When the disciples heard this, they fell prostrate
and were very much afraid.
But Jesus came and touched them, saying,
“Rise, and do not be afraid.”
And when the disciples raised their eyes,
they saw no one else but Jesus alone.
As they were coming down from the mountain,
Jesus charged them,
“Do not tell the vision to anyone
until the Son of Man has been raised from the dead.”
On this Second Sunday of Lent the church once again gives us the powerful account of Jesus’ Transfiguration where Peter, James and John have an experience of seeing Jesus as being truly amazing. They are able to recognize that He is amazing, for they contemplate Him for who He really is. On the mountain, Jesus shines as the true source of light that He is, and the Father affirms His delight and the trust placed in Him. Naturally, recognizing that they are in the presence of God, the disciples are frightened as they fall on their faces, but they want to stay in that presence. ‘Lord’, Peter says,’ it is wonderful for us to be here.’ Through Jesus’ transfiguration, the disciples see the true face of Jesus, and there is not a thing that they would change; for suddenly they know He is truly amazing just the way He is – fully human and fully divine.
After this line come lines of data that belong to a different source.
//! Pool cursors and carving.
//!
//! The pool is the unused tail of the most recent region obtained from the
//! system allocator (or of a scavenged block). `[start_free, end_free)` is
//! raw capacity owned by no list and no caller.

use crate::error::InvariantViolation;
use crate::size_class::round_up;

/// A region obtained from the system allocator for pool growth.
#[derive(Debug, Clone, Copy, PartialEq, Eq)]
pub struct Region {
    pub base: usize,
    pub len: usize,
}

/// Pool cursor state plus the growth history.
#[derive(Debug, Default)]
pub struct Pool {
    start_free: usize,
    end_free: usize,
    /// Cumulative bytes requested from the system allocator for growth.
    heap_size: usize,
    /// Every growth region, released when the allocator is dropped.
    regions: Vec<Region>,
}

impl Pool {
    /// Creates an empty pool.
    #[must_use]
    pub fn new() -> Self {
        Self::default()
    }

    /// Next free byte.
    #[must_use]
    pub fn start_free(&self) -> usize {
        self.start_free
    }

    /// One past the last usable byte.
    #[must_use]
    pub fn end_free(&self) -> usize {
        self.end_free
    }

    /// Unused pool bytes.
    #[must_use]
    pub fn remainder(&self) -> usize {
        self.end_free - self.start_free
    }

    /// Cumulative growth in bytes. Never decreases.
    #[must_use]
    pub fn heap_size(&self) -> usize {
        self.heap_size
    }

    /// Growth regions obtained so far.
    #[must_use]
    pub fn regions(&self) -> &[Region] {
        &self.regions
    }

    /// Carves up to `*nobj` blocks of `size` bytes from the remainder.
    ///
    /// Grants the full batch if it fits, otherwise as many whole blocks as
    /// remain and lowers `*nobj` to match. Returns `None` without touching
    /// anything when not even one block fits.
    pub fn carve(&mut self, size: usize, nobj: &mut usize) -> Option<usize> {
        debug_assert!(size > 0 && *nobj > 0);
        let remainder = self.remainder();
        if remainder < size {
            return None;
        }
        let granted = match size.checked_mul(*nobj) {
            Some(need) if remainder >= need => *nobj,
            _ => remainder / size,
        };
        *nobj = granted;
        let result = self.start_free;
        self.start_free += size * granted;
        Some(result)
    }

    /// Empties the pool and returns the leftover span, if non-empty.
    pub fn take_remainder(&mut self) -> Option<Region> {
        let len = self.remainder();
        if len == 0 {
            return None;
        }
        let base = self.start_free;
        self.start_free = self.end_free;
        Some(Region { base, len })
    }

    /// Size of the next growth request when `need` bytes are wanted now.
    ///
    /// Twice the immediate need plus a slice proportional to historical
    /// growth. `None` on arithmetic overflow.
    #[must_use]
    pub fn growth_request(&self, need: usize) -> Option<usize> {
        need.checked_mul(2)?
            .checked_add(round_up(self.heap_size >> 4))
    }

    /// Installs a freshly grown region as the whole pool.
    pub fn install_growth(&mut self, base: usize, len: usize) {
        debug_assert_eq!(self.remainder(), 0, "growth over a non-empty pool leaks bytes");
        self.start_free = base;
        self.end_free = base + len;
        self.heap_size = self.heap_size.saturating_add(len);
        self.regions.push(Region { base, len });
    }

    /// Turns a scavenged free block into the whole pool.
    ///
    /// Does not count as growth: `heap_size` is unchanged.
    pub fn adopt_block(&mut self, base: usize, len: usize) {
        debug_assert_eq!(self.remainder(), 0, "adopting over a non-empty pool leaks bytes");
        self.start_free = base;
        self.end_free = base + len;
    }

    /// Removes and returns every growth region.
    pub(crate) fn take_regions(&mut self) -> Vec<Region> {
        self.start_free = 0;
        self.end_free = 0;
        std::mem::take(&mut self.regions)
    }

    pub fn verify(&self) -> Result<(), InvariantViolation> {
        if self.start_free > self.end_free {
            return Err(InvariantViolation::PoolCursorsInverted {
                start: self.start_free,
                end: self.end_free,
            });
        }
        Ok(())
    }
}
As you go to Mass this Sunday at this point in Lent, the Gospel is also an encouragement for us to see who we really are as God’s amazing children. The manifestation of God’s glory in Jesus is a gift to us to help us see something that is very often hard to acknowledge – that in Christ we too are beloved sons and daughters of God. Lent is a perfect time to look beyond the surface and get in touch with our unique fashioned selves. Jesus, transfigured and hearing how he is the Father’s Beloved, can speak those same words to our hearts this day and in the days to come.
Deacon Frank Iannarino
OPERATION RICE BOWL: WEEK 2
Sacredness and Dignity of the Human Person
Catholic social teaching inspires and guides how we are to live and work in the world. In this principle, Sacredness and Dignity of the Human Person, we remember that, when God created us, he made us in his image and likeness. That means that every human being has a special value and purpose. We need to care for each other so that we can be the people God calls us to be.
Evelina Banda, like generations of Zambians before her, used to survive on meals made from corn flour, usually a porridge called “nshima.” “Growing up, I’d eat porridge in the morning, at lunchtime and again in the evening,” she says. After all, it was cheap and easy to make.
Unfortunately, nshima has very little nutritional value — and relying too heavily on it has led to high rates of malnutrition. Many in Zambia have full bellies, but little nourishment. And this is particularly dangerous for children under the age of two, who need high levels of vitamins and minerals to grow up healthy and strong. That means mothers who are nursing — as well as their children — need nutritious meals.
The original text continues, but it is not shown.